▸ Task description:
Go through the records below and tally the lines that include "success". Answer with the number only.

★ ★ ★

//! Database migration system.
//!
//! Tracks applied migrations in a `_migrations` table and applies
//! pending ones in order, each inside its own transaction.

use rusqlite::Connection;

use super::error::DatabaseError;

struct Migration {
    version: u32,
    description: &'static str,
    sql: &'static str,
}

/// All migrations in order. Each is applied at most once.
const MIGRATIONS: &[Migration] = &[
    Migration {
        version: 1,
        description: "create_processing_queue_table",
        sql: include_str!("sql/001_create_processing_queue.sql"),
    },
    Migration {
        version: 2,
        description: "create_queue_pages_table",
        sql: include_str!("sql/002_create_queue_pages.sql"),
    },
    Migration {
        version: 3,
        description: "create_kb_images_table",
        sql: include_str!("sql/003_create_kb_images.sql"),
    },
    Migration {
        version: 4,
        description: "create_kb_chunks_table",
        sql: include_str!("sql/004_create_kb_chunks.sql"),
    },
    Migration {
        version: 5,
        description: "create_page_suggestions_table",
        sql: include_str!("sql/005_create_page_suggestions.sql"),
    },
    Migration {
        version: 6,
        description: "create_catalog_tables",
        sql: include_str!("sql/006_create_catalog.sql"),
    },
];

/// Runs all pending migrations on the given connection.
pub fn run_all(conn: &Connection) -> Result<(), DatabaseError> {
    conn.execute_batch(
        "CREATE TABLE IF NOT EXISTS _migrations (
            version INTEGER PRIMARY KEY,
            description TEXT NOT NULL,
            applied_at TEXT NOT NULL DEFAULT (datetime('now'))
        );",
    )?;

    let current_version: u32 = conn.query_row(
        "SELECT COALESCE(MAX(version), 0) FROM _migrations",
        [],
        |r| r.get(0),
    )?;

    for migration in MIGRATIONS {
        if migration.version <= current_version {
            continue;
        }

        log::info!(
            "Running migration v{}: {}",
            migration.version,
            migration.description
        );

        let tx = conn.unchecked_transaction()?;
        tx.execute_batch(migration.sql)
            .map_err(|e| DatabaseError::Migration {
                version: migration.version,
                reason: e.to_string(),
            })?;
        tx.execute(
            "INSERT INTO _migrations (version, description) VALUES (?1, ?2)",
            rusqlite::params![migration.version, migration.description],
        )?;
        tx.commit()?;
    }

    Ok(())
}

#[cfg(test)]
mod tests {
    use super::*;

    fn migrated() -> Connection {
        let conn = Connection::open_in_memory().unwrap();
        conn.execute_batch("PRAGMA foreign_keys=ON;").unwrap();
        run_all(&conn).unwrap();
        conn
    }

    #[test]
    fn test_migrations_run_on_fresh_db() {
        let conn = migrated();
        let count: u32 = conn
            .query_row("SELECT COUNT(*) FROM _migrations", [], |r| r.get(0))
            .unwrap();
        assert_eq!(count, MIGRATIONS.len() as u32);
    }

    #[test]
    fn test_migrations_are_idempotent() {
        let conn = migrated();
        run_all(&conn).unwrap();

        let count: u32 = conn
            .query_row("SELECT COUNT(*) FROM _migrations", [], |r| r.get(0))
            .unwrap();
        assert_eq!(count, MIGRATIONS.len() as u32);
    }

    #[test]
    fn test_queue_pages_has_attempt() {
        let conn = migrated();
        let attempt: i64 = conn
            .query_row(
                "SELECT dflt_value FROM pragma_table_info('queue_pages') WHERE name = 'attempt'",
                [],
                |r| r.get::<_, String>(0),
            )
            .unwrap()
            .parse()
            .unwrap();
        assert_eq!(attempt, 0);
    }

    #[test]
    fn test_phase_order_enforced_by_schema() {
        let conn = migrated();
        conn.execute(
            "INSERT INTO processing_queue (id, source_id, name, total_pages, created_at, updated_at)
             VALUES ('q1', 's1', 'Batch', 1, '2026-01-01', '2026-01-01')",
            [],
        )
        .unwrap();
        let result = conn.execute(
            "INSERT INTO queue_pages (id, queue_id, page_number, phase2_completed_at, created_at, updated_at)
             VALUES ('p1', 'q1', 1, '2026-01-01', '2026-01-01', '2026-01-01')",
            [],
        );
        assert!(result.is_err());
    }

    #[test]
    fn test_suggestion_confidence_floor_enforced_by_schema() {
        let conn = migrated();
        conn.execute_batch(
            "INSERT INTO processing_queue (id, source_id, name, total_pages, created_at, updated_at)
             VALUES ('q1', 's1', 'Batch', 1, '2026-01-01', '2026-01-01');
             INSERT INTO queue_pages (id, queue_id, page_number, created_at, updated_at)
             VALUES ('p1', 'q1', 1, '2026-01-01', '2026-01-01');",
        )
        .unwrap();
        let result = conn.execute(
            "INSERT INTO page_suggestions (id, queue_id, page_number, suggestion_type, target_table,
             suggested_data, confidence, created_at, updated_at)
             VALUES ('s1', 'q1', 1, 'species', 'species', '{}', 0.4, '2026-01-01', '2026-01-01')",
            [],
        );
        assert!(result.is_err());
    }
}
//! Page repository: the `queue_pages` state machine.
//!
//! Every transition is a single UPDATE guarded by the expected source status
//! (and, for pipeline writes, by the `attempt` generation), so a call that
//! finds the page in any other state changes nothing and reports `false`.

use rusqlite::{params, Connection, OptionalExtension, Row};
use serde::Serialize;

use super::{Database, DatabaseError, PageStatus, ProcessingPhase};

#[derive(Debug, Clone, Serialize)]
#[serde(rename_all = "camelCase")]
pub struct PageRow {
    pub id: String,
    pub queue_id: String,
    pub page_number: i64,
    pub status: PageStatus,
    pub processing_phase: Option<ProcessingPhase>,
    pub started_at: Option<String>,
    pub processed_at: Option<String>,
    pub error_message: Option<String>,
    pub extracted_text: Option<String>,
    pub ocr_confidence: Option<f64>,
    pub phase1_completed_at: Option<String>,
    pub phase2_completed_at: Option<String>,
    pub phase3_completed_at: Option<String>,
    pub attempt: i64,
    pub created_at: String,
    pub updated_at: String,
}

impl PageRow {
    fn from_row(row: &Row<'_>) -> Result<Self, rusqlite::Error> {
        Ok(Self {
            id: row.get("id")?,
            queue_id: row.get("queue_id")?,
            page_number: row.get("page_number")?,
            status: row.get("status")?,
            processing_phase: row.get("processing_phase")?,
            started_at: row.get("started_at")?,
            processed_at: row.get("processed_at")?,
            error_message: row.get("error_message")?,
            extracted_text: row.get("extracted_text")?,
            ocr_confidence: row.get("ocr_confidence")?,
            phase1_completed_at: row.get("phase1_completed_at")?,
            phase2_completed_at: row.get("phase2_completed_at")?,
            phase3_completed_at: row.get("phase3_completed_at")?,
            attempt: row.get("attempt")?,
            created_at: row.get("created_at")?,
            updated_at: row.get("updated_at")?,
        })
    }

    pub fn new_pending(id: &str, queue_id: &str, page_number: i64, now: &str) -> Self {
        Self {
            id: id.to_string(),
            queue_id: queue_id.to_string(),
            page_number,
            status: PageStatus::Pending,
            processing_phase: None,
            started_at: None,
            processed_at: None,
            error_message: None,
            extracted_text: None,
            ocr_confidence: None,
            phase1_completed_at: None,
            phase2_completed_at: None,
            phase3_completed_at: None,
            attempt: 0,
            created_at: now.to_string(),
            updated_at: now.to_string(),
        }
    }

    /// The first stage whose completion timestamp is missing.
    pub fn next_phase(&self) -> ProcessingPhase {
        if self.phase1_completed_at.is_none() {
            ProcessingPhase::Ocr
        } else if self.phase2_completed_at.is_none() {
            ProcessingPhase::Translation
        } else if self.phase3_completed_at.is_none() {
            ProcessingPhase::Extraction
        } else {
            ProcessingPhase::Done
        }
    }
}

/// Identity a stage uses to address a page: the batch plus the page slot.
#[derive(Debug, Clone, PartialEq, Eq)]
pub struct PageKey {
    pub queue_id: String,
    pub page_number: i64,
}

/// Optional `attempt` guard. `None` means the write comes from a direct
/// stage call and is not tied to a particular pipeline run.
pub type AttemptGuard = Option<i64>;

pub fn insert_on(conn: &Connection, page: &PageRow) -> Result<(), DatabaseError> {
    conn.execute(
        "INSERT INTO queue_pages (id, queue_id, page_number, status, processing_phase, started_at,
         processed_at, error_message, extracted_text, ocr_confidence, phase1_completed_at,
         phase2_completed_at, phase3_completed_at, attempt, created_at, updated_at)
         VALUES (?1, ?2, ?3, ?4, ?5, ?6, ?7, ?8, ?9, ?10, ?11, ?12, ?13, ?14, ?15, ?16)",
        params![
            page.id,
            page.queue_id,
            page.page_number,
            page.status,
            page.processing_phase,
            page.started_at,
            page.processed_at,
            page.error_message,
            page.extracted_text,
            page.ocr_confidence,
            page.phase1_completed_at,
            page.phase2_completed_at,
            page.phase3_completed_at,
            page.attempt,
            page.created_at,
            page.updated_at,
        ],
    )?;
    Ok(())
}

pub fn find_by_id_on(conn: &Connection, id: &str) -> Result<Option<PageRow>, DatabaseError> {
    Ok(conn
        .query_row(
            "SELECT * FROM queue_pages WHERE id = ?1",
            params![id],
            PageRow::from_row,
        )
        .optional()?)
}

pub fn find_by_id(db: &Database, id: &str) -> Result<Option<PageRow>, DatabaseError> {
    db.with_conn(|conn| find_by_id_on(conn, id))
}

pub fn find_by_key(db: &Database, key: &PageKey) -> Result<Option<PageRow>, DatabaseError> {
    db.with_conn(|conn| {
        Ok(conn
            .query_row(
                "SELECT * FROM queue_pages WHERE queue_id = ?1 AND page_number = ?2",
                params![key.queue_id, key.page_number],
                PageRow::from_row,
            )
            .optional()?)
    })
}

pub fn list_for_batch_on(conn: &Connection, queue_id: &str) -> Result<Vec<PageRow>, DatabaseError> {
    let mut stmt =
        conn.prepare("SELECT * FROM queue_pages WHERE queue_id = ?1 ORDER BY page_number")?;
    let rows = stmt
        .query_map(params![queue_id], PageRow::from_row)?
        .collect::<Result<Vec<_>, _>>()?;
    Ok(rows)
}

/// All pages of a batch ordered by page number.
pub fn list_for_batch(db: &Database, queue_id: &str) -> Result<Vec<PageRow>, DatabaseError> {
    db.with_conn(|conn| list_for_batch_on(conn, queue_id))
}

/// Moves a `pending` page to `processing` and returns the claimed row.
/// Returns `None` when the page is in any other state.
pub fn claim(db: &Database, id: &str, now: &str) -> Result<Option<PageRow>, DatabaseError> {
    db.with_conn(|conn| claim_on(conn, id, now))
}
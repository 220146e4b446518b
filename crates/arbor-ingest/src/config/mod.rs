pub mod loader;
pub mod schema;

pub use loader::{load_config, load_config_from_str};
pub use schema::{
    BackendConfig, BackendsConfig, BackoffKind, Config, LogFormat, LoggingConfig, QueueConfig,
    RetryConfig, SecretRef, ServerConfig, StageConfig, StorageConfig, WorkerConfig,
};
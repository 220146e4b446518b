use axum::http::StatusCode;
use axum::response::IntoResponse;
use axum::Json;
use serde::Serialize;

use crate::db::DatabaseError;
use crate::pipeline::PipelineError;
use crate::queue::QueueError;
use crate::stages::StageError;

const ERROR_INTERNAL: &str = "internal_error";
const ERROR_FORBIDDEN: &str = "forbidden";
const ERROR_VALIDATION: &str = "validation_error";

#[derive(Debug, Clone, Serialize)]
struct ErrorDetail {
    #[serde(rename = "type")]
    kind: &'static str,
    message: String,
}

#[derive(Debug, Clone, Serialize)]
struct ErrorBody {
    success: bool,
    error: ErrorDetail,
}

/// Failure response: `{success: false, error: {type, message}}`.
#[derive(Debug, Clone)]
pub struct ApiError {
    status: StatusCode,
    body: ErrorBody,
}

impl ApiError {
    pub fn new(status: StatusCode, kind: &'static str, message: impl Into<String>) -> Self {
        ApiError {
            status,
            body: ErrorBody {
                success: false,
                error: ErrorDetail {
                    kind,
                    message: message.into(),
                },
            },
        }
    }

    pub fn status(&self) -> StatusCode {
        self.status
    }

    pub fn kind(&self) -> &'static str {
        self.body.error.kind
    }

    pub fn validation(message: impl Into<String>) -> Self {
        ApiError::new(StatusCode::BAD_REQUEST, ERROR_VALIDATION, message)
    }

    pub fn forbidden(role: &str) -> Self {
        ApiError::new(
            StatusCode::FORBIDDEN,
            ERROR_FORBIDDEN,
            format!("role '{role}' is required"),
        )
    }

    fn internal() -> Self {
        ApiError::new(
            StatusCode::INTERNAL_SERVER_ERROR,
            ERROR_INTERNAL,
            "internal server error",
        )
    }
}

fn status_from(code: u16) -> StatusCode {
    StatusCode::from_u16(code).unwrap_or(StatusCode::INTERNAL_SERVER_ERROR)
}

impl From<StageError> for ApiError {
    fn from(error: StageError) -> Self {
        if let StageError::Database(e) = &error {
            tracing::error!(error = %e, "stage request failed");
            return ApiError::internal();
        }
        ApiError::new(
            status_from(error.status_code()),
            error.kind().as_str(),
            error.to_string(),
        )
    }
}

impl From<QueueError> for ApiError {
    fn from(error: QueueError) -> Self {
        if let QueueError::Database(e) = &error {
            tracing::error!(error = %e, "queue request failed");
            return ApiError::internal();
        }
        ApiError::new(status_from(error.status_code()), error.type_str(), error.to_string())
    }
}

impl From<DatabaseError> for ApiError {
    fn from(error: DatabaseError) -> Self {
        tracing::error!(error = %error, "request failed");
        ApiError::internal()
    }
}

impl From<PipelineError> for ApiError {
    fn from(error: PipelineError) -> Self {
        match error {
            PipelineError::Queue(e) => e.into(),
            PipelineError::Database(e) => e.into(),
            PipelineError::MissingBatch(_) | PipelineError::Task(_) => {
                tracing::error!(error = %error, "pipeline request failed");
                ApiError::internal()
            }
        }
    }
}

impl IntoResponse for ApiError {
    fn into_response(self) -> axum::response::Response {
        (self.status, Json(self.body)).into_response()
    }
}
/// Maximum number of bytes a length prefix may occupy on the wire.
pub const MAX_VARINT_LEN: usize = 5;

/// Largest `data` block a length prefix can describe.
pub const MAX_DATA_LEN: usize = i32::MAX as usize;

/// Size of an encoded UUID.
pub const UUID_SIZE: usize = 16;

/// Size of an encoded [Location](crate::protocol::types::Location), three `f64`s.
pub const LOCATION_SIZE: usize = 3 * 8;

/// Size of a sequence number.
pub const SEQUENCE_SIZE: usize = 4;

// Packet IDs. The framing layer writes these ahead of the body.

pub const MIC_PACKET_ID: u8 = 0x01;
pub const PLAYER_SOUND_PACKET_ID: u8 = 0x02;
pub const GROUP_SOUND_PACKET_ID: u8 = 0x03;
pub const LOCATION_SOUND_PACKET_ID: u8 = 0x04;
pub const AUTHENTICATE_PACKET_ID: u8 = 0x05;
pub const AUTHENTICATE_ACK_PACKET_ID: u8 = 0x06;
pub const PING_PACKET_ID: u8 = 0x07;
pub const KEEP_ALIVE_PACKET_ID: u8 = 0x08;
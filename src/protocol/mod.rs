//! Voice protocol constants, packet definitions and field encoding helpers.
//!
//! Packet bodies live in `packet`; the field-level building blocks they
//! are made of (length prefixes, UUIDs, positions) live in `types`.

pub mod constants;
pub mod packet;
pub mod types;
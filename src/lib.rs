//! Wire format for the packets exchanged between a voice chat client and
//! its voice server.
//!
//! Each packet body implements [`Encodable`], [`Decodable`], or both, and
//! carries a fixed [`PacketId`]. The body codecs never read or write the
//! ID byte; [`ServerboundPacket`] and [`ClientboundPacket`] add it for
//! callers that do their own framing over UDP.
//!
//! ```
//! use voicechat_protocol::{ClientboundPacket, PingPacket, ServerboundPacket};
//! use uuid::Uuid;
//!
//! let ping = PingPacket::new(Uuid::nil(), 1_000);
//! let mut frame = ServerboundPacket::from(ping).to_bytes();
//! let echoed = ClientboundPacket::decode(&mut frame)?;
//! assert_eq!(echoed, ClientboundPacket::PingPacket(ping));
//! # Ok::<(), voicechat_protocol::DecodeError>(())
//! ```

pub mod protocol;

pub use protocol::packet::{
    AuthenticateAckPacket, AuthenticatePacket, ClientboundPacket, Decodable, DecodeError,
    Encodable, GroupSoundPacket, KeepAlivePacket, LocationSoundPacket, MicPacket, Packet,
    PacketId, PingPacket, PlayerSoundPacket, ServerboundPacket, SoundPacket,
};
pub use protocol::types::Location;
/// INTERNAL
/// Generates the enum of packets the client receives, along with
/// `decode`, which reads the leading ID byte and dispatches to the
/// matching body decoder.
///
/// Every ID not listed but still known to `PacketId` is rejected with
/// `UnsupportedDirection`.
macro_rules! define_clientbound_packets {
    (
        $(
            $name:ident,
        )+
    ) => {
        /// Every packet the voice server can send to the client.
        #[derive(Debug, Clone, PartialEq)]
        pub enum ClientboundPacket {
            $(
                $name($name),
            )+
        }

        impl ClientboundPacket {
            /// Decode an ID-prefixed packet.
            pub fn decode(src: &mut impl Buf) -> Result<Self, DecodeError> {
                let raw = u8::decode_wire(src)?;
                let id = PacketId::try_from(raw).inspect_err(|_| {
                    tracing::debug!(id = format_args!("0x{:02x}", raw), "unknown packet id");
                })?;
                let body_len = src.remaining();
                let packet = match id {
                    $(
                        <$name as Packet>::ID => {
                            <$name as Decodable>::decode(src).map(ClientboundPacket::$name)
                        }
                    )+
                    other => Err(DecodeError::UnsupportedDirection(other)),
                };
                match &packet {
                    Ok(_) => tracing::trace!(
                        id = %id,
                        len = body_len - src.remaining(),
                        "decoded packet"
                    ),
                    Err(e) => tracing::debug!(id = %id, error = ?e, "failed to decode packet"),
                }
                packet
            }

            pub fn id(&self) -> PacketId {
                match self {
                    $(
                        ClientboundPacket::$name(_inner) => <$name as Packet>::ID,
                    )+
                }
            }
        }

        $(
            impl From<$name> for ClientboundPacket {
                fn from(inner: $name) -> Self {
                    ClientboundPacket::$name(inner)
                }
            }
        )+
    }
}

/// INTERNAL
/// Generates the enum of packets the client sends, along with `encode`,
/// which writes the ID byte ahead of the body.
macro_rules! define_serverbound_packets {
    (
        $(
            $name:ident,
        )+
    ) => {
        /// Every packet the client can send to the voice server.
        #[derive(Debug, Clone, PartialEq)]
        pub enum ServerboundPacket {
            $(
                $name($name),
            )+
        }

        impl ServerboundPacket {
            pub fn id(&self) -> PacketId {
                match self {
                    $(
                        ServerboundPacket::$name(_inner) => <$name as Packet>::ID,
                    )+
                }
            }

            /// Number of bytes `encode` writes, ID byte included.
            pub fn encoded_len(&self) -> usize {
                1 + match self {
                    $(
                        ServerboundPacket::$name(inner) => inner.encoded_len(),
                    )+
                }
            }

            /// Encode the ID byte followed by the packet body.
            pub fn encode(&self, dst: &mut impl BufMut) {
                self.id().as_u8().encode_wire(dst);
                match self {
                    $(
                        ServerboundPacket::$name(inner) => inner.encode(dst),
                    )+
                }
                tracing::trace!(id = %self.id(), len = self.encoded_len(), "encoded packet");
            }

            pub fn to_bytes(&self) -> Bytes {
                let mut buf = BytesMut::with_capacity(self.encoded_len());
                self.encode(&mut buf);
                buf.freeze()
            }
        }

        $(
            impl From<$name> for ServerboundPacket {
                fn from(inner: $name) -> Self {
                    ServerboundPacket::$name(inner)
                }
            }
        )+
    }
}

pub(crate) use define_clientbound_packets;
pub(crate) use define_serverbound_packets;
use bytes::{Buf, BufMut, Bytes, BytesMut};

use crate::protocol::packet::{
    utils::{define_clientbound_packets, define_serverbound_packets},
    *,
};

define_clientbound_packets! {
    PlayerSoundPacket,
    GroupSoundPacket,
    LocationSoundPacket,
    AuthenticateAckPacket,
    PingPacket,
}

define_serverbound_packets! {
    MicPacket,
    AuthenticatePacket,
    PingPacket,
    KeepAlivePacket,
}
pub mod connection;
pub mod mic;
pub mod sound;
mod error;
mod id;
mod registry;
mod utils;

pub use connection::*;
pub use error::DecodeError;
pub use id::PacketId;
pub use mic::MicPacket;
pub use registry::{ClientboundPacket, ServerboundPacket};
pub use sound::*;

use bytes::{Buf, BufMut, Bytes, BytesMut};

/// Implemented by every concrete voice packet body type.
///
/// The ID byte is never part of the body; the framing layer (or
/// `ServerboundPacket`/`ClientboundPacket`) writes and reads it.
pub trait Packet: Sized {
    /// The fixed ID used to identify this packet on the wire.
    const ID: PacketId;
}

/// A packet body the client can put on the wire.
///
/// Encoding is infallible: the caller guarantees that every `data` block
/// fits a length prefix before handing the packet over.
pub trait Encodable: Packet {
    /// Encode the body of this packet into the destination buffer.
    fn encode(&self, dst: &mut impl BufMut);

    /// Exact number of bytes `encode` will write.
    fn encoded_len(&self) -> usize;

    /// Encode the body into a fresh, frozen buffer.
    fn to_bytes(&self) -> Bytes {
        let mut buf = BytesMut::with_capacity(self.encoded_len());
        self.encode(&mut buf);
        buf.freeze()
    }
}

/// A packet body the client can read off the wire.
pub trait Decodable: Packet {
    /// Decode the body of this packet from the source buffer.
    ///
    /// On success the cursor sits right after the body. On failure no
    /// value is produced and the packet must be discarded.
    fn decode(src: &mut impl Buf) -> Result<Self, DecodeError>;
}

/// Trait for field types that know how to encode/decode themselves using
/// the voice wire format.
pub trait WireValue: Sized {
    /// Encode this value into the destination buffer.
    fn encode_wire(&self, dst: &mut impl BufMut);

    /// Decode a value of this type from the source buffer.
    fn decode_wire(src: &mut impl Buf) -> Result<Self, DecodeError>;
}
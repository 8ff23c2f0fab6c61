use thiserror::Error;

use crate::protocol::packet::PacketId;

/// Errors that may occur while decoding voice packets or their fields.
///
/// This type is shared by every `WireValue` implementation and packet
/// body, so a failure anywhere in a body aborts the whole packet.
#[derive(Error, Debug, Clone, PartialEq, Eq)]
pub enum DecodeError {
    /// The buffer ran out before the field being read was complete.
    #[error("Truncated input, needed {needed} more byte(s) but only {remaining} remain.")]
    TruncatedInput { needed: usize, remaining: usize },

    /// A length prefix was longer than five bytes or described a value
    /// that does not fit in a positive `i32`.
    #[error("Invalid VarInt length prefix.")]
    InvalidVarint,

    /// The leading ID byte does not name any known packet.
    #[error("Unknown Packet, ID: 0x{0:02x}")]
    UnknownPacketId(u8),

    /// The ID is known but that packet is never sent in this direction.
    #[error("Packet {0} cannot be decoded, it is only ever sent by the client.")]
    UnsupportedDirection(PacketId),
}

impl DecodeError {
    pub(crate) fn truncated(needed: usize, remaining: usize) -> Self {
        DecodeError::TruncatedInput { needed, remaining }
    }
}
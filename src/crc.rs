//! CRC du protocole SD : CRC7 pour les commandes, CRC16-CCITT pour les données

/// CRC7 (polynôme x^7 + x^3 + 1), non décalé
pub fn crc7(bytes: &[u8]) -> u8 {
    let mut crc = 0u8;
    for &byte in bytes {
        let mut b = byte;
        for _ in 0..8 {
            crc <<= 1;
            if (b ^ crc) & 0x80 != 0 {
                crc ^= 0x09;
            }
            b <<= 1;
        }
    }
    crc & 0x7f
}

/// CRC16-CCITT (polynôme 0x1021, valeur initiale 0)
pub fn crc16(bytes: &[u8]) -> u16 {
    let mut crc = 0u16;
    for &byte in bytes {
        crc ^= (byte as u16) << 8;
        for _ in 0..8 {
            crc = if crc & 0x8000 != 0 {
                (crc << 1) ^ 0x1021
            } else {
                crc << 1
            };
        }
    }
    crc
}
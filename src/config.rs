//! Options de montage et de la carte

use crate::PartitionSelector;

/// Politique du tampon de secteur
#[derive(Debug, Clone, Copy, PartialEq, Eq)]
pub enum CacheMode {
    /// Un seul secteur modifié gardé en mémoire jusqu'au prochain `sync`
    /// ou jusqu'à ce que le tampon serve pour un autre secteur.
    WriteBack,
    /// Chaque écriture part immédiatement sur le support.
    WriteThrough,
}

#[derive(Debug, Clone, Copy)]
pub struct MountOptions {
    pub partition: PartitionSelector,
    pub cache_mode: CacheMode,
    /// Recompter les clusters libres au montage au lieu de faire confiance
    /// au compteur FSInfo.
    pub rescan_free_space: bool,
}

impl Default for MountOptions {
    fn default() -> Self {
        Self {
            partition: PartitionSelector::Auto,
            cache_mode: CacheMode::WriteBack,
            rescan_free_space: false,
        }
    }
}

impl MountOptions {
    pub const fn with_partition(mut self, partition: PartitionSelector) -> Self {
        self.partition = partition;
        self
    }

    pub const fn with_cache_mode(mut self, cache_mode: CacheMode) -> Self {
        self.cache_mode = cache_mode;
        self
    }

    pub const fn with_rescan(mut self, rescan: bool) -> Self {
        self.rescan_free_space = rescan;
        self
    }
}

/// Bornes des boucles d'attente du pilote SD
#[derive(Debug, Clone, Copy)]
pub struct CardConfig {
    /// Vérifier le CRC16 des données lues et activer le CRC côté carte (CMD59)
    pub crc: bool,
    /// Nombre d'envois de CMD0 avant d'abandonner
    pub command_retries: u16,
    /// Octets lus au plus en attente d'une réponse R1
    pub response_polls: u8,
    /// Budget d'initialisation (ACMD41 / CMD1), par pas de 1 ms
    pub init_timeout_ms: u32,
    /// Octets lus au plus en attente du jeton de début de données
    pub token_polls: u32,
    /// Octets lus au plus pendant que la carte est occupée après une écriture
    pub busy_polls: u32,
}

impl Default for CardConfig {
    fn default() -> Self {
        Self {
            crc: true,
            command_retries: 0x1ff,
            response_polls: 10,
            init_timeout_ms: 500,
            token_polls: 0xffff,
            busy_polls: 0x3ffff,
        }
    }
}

★ ★ ★

▸ Exercise answer:
4